Well, the Open-Plan Office Nazis have it all wrong, according to Stanford Professor of Economics Nicholas Bloom. (Kudos to Qz.com for calling my attention to Bloom's incredibly entertaining TED Talk.)

In his TED Talk, Bloom explains that work-from-home is potentially as powerful and innovative as the driverless car. And he's dead serious.

As evidence, Bloom cites a Singapore company where half of the staff worked from home for four days a week while the other half came into the office five days a week.

The two-year study revealed that the employees who worked from home had a "massive, massive" (Bloom's words) increase in productivity--almost equivalent to an additional workday--primarily because of fewer distractions and fewer pointless conversations.

The work-from-home employees also tended to remain in their jobs longer, thereby decreasing employee turnover, which (of course) drains management productivity and results in an expensive loss of skills and connections when an employee quits.

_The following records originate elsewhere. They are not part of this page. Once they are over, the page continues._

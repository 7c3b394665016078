//! Lifecycle endpoints: drift detection, retraining, prompt versions.

use std::sync::Arc;

use axum::extract::{Query, State};
use axum::http::StatusCode;
use axum::Json;
use serde::Deserialize;

use crate::app::AppState;
use crate::http::{fail, lifecycle_error, ok, ApiResult};

#[derive(Deserialize)]
pub struct VariantQuery {
    pub variant: Option<String>,
}

fn variant_or_default(state: &AppState, variant: &Option<String>) -> String {
    variant
        .clone()
        .unwrap_or_else(|| state.config.agent.default_variant.clone())
}

/// GET /lifecycle/drift/detect?variant=...
pub async fn drift_detect(
    State(state): State<Arc<AppState>>,
    Query(q): Query<VariantQuery>,
) -> ApiResult {
    let variant = variant_or_default(&state, &q.variant);
    let analysis = state.drift.detect(&variant).map_err(lifecycle_error)?;
    Ok(ok(analysis))
}

/// DELETE /lifecycle/drift/cache?variant=...
pub async fn drift_clear_cache(
    State(state): State<Arc<AppState>>,
    Query(q): Query<VariantQuery>,
) -> ApiResult {
    state.drift.clear_cache(q.variant.as_deref());
    Ok(ok(serde_json::json!({ "cleared": true })))
}

/// GET /lifecycle/retraining/check?variant=...
pub async fn retraining_check(
    State(state): State<Arc<AppState>>,
    Query(q): Query<VariantQuery>,
) -> ApiResult {
    let variant = variant_or_default(&state, &q.variant);
    let analysis = state.drift.detect(&variant).map_err(lifecycle_error)?;
    let verdict = state
        .retraining
        .should_retrain(&analysis)
        .map_err(lifecycle_error)?;
    Ok(ok(serde_json::json!({
        "drift": analysis,
        "shouldRetrain": verdict.should_retrain,
        "reasons": verdict.reasons,
    })))
}

#[derive(Deserialize)]
#[serde(rename_all = "camelCase")]
pub struct RetrainingStartRequest {
    pub variant: Option<String>,
    /// Skip the drift gate; for operator-forced retraining.
    #[serde(default)]
    pub force: bool,
}

/// POST /lifecycle/retraining/start
pub async fn retraining_start(
    State(state): State<Arc<AppState>>,
    Json(req): Json<RetrainingStartRequest>,
) -> ApiResult {
    let variant = variant_or_default(&state, &req.variant);

    if !req.force {
        let analysis = state.drift.detect(&variant).map_err(lifecycle_error)?;
        let verdict = state
            .retraining
            .should_retrain(&analysis)
            .map_err(lifecycle_error)?;
        if !verdict.should_retrain {
            return Err(fail(
                StatusCode::BAD_REQUEST,
                "RETRAINING_NOT_NEEDED",
                verdict.reasons.join("; "),
            ));
        }
    }

    let report = state
        .retraining
        .start(&variant, state.invoker.as_ref(), &state.shadow)
        .await
        .map_err(lifecycle_error)?;
    Ok(ok(report))
}

#[derive(Deserialize)]
#[serde(rename_all = "camelCase")]
pub struct RetrainingFinalizeRequest {
    pub session_id: String,
}

/// POST /lifecycle/retraining/finalize
pub async fn retraining_finalize(
    State(state): State<Arc<AppState>>,
    Json(req): Json<RetrainingFinalizeRequest>,
) -> ApiResult {
    let report = state
        .retraining
        .finalize(&req.session_id, &state.shadow)
        .map_err(lifecycle_error)?;
    Ok(ok(report))
}

#[derive(Deserialize)]
#[serde(rename_all = "camelCase")]
pub struct RegisterRequest {
    pub variant: String,
    pub system_prompt: String,
    #[serde(default)]
    pub metadata: serde_json::Value,
    /// Activate immediately after registering.
    #[serde(default)]
    pub activate: bool,
}

/// POST /lifecycle/versions/register
pub async fn version_register(
    State(state): State<Arc<AppState>>,
    Json(req): Json<RegisterRequest>,
) -> ApiResult {
    if req.system_prompt.trim().is_empty() {
        return Err(fail(
            StatusCode::BAD_REQUEST,
            "VALIDATION_ERROR",
            "systemPrompt cannot be empty",
        ));
    }
    let version = state
        .registry
        .register(&req.variant, &req.system_prompt, req.metadata)
        .map_err(lifecycle_error)?;
    if req.activate {
        state
            .registry
            .activate(&req.variant, version)
            .map_err(lifecycle_error)?;
    }
    Ok(ok(serde_json::json!({
        "variant": req.variant,
        "version": version,
        "active": req.activate,
    })))
}

#[derive(Deserialize)]
#[serde(rename_all = "camelCase")]
pub struct ActivateRequest {
    pub variant: String,
    pub version: i64,
}

/// POST /lifecycle/versions/activate
pub async fn version_activate(
    State(state): State<Arc<AppState>>,
    Json(req): Json<ActivateRequest>,
) -> ApiResult {
    state
        .registry
        .activate(&req.variant, req.version)
        .map_err(lifecycle_error)?;
    Ok(ok(serde_json::json!({
        "variant": req.variant,
        "activeVersion": req.version,
    })))
}

#[derive(Deserialize)]
pub struct RollbackRequest {
    pub variant: String,
}

/// POST /lifecycle/versions/rollback
pub async fn version_rollback(
    State(state): State<Arc<AppState>>,
    Json(req): Json<RollbackRequest>,
) -> ApiResult {
    let version = state
        .registry
        .rollback(&req.variant)
        .map_err(lifecycle_error)?;
    Ok(ok(serde_json::json!({
        "variant": req.variant,
        "activeVersion": version,
    })))
}

#[derive(Deserialize)]
#[serde(rename_all = "camelCase")]
pub struct TagRequest {
    pub variant: String,
    pub version: i64,
    pub tag: String,
    #[serde(default)]
    pub description: String,
}

/// POST /lifecycle/versions/tag
pub async fn version_tag(
    State(state): State<Arc<AppState>>,
    Json(req): Json<TagRequest>,
) -> ApiResult {
    state
        .registry
        .tag(&req.variant, req.version, &req.tag, &req.description)
        .map_err(lifecycle_error)?;
    Ok(ok(serde_json::json!({ "tagged": true })))
}

/// GET /lifecycle/versions/active?variant=...
pub async fn version_active(
    State(state): State<Arc<AppState>>,
    Query(q): Query<VariantQuery>,
) -> ApiResult {
    let variant = variant_or_default(&state, &q.variant);
    let active = state.registry.active(&variant).map_err(lifecycle_error)?;
    Ok(ok(active))
}

/// GET /lifecycle/versions/history?variant=...
pub async fn version_history(
    State(state): State<Arc<AppState>>,
    Query(q): Query<VariantQuery>,
) -> ApiResult {
    let variant = variant_or_default(&state, &q.variant);
    let history = state.registry.history(&variant).map_err(lifecycle_error)?;
    Ok(ok(history))
}

#[derive(Deserialize)]
#[serde(rename_all = "camelCase")]
pub struct CompareQuery {
    pub variant: String,
    pub version_a: i64,
    pub version_b: i64,
}

/// GET /lifecycle/versions/compare?variant=..&versionA=..&versionB=..
pub async fn version_compare(
    State(state): State<Arc<AppState>>,
    Query(q): Query<CompareQuery>,
) -> ApiResult {
    let compare = state
        .registry
        .compare(&q.variant, q.version_a, q.version_b)
        .map_err(lifecycle_error)?;
    Ok(ok(compare))
}

/// GET /lifecycle/versions/diff?variant=..&versionA=..&versionB=..
pub async fn version_diff(
    State(state): State<Arc<AppState>>,
    Query(q): Query<CompareQuery>,
) -> ApiResult {
    let diff = state
        .registry
        .diff(&q.variant, q.version_a, q.version_b)
        .map_err(lifecycle_error)?;
    Ok(ok(diff))
}

/// GET /lifecycle/versions/list: all variants with registered versions.
pub async fn version_list(State(state): State<Arc<AppState>>) -> ApiResult {
    let variants = state.registry.variants().map_err(lifecycle_error)?;
    Ok(ok(serde_json::json!({ "variants": variants })))
}
use thiserror::Error;

#[derive(Debug, Error)]
pub enum EngineError {
    #[error("session not found: {session_id}")]
    SessionNotFound { session_id: String },

    #[error("session is processing another message: {session_id}")]
    SessionBusy { session_id: String },

    #[error("session is closed: {session_id}")]
    SessionClosed { session_id: String },

    #[error("session capacity exceeded (max {max})")]
    Capacity { max: usize },

    #[error("no active prompt version for variant '{variant}'")]
    NoActiveVersion { variant: String },

    #[error("budget exceeded: {0}")]
    BudgetExceeded(String),

    #[error("store error: {0}")]
    Store(#[from] sparkle_store::StoreError),
}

Finally, the work-from-home employees were happier and therefore healthier, thereby reducing sick days and absenteeism (as well as people coming into work with contagious colds and flu), all of which decreased the company's overall health care expenses.

The experiment was so successful that the company instituted work-from-home throughout the company, which also (as a side benefit) allowed the company to grow without adding expensive office space.

These results echo a recent Gallup study showing that employees who work from home three to four days a week are far more likely (41 percent versus 30 percent) to "feel engaged" and far less likely (48 percent versus 55 percent) to feel "not engaged" than people who report to the office each day.

So there you have it. Companies that are forcing employees to come into their glitzy but noisy and distracting open-plan offices would be much better off if they instead let their employees work from home most of the time.

To which I say: duh.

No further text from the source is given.